In Honduras, where 10,000 people are known to fall ill with dengue each year, MSF is collaborating with the mosquito program over the next six months to release nearly 9 million mosquitoes carrying Wolbachia bacteria.

“New approaches are urgently needed,” said Scott O’Neill, founder of the Mosquito Program.

Dengue fever challenges traditional prevention methods

Scientists have made great strides in recent decades in reducing the threat of mosquito-borne diseases, including malaria. But dengue fever is the exception: its incidence continues to rise.

Models estimate that about 400 million people in about 130 countries become infected with dengue each year. Mortality rates from dengue are low — an estimated 40,000 people die from it each year — but outbreaks can overwhelm health systems and force many people to miss work or school.

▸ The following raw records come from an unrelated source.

// Copyright (c) 2026 100monkeys.ai
// SPDX-License-Identifier: AGPL-3.0

//! Renewal reminder calendar.
//!
//! Pure computation over a renewal date. Whether a reminder was sent is owned
//! by the notification subsystem; when a renewal date changes the caller
//! discards the old calendar and asks for a new one.

use chrono::{Days, NaiveDate};
use serde::{Deserialize, Serialize};

use crate::domain::license::License;

pub const DEFAULT_REMINDER_OFFSETS: [u32; 4] = [30, 15, 7, 0];

#[derive(Debug, Clone, Copy, PartialEq, Eq, Serialize, Deserialize)]
pub struct Reminder {
    pub offset_days: u32,
    pub date: NaiveDate,
}

#[derive(Debug, Clone, PartialEq, Eq)]
pub struct ReminderScheduler {
    offsets: Vec<u32>,
}

impl ReminderScheduler {
    /// Offsets are kept in descending order so the calendar reads earliest
    /// reminder first.
    pub fn new(offsets: impl IntoIterator<Item = u32>) -> Self {
        let mut offsets: Vec<u32> = offsets.into_iter().collect();
        offsets.sort_unstable_by(|a, b| b.cmp(a));
        offsets.dedup();
        Self { offsets }
    }

    pub fn offsets(&self) -> &[u32] {
        &self.offsets
    }

    /// Reminders that would fall before the earliest representable date are
    /// left out.
    pub fn schedule_for_date(&self, renewal_date: NaiveDate) -> Vec<Reminder> {
        self.offsets
            .iter()
            .filter_map(|&offset_days| {
                renewal_date
                    .checked_sub_days(Days::new(u64::from(offset_days)))
                    .map(|date| Reminder { offset_days, date })
            })
            .collect()
    }

    pub fn schedule(&self, license: &License) -> Vec<Reminder> {
        self.schedule_for_date(license.renewal_date())
    }

    /// Reminders falling exactly on `today`. Licenses that are no longer in
    /// force get none.
    pub fn due_on(&self, license: &License, today: NaiveDate) -> Vec<Reminder> {
        if !license.status().is_in_force() {
            return Vec::new();
        }
        self.schedule(license)
            .into_iter()
            .filter(|r| r.date == today)
            .collect()
    }
}

impl Default for ReminderScheduler {
    fn default() -> Self {
        Self::new(DEFAULT_REMINDER_OFFSETS)
    }
}

#[cfg(test)]
mod tests {
    use super::*;
    use crate::domain::agent::AgentId;
    use crate::domain::license::{LicenseStatus, LicenseType};

    fn date(y: i32, m: u32, d: u32) -> NaiveDate {
        NaiveDate::from_ymd_opt(y, m, d).unwrap()
    }

    fn license_due(renewal: NaiveDate) -> License {
        License::issue(AgentId::new(), "LIFE", "LIC-7", LicenseType::Permanent, date(2020, 1, 1), renewal)
    }

    #[test]
    fn test_default_calendar() {
        let schedule = ReminderScheduler::default().schedule(&license_due(date(2025, 3, 31)));
        assert_eq!(
            schedule,
            vec![
                Reminder { offset_days: 30, date: date(2025, 3, 1) },
                Reminder { offset_days: 15, date: date(2025, 3, 16) },
                Reminder { offset_days: 7, date: date(2025, 3, 24) },
                Reminder { offset_days: 0, date: date(2025, 3, 31) },
            ]
        );
    }

    #[test]
    fn test_recomputes_identically() {
        let scheduler = ReminderScheduler::default();
        let license = license_due(date(2026, 1, 10));
        assert_eq!(scheduler.schedule(&license), scheduler.schedule(&license));
    }

    #[test]
    fn test_calendar_near_min_date_drops_unrepresentable_reminders() {
        let earliest = NaiveDate::MIN + Days::new(10);
        let schedule = ReminderScheduler::default().schedule_for_date(earliest);
        assert_eq!(
            schedule,
            vec![
                Reminder { offset_days: 7, date: NaiveDate::MIN + Days::new(3) },
                Reminder { offset_days: 0, date: earliest },
            ]
        );
    }

    #[test]
    fn test_custom_offsets_are_sorted_and_deduplicated() {
        let scheduler = ReminderScheduler::new([0, 60, 30, 30]);
        assert_eq!(scheduler.offsets(), &[60, 30, 0]);
    }

    #[test]
    fn test_due_on_skips_licenses_out_of_force() {
        let scheduler = ReminderScheduler::default();
        let mut license = license_due(date(2025, 6, 30));
        assert_eq!(scheduler.due_on(&license, date(2025, 6, 23)).len(), 1);

        license.state.status = LicenseStatus::Suspended;
        assert!(scheduler.due_on(&license, date(2025, 6, 23)).is_empty());
    }
}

“When you get a case of dengue, it’s often like having the worst case of influenza you can imagine,” said Connor McMeniman, a mosquito researcher at Johns Hopkins University. This condition is commonly known as “break-bone fever” for a reason, McMeniman said.

Traditional methods of preventing mosquito-borne diseases have not been nearly as effective against dengue.

The Aedes aegypti mosquitoes, which commonly spread dengue fever, have been resistant to insecticides, which have transient results even in the best-case scenario. Because the dengue virus comes in four different forms, it is difficult to control with vaccines.

Aedes aegypti mosquitoes are also a difficult enemy because they are most active during the day – that is, when they bite – so mosquito nets are of little help against them. Because these mosquitoes thrive in warm, humid environments and densely populated cities, climate change and urbanization are expected to make combating dengue more difficult.

“We need better tools,” said Raman Velayudhan, a researcher with the World Health Organization’s Global Program on Neglected Tropical Diseases. “Wolbachia is definitely a long-term, sustainable solution.”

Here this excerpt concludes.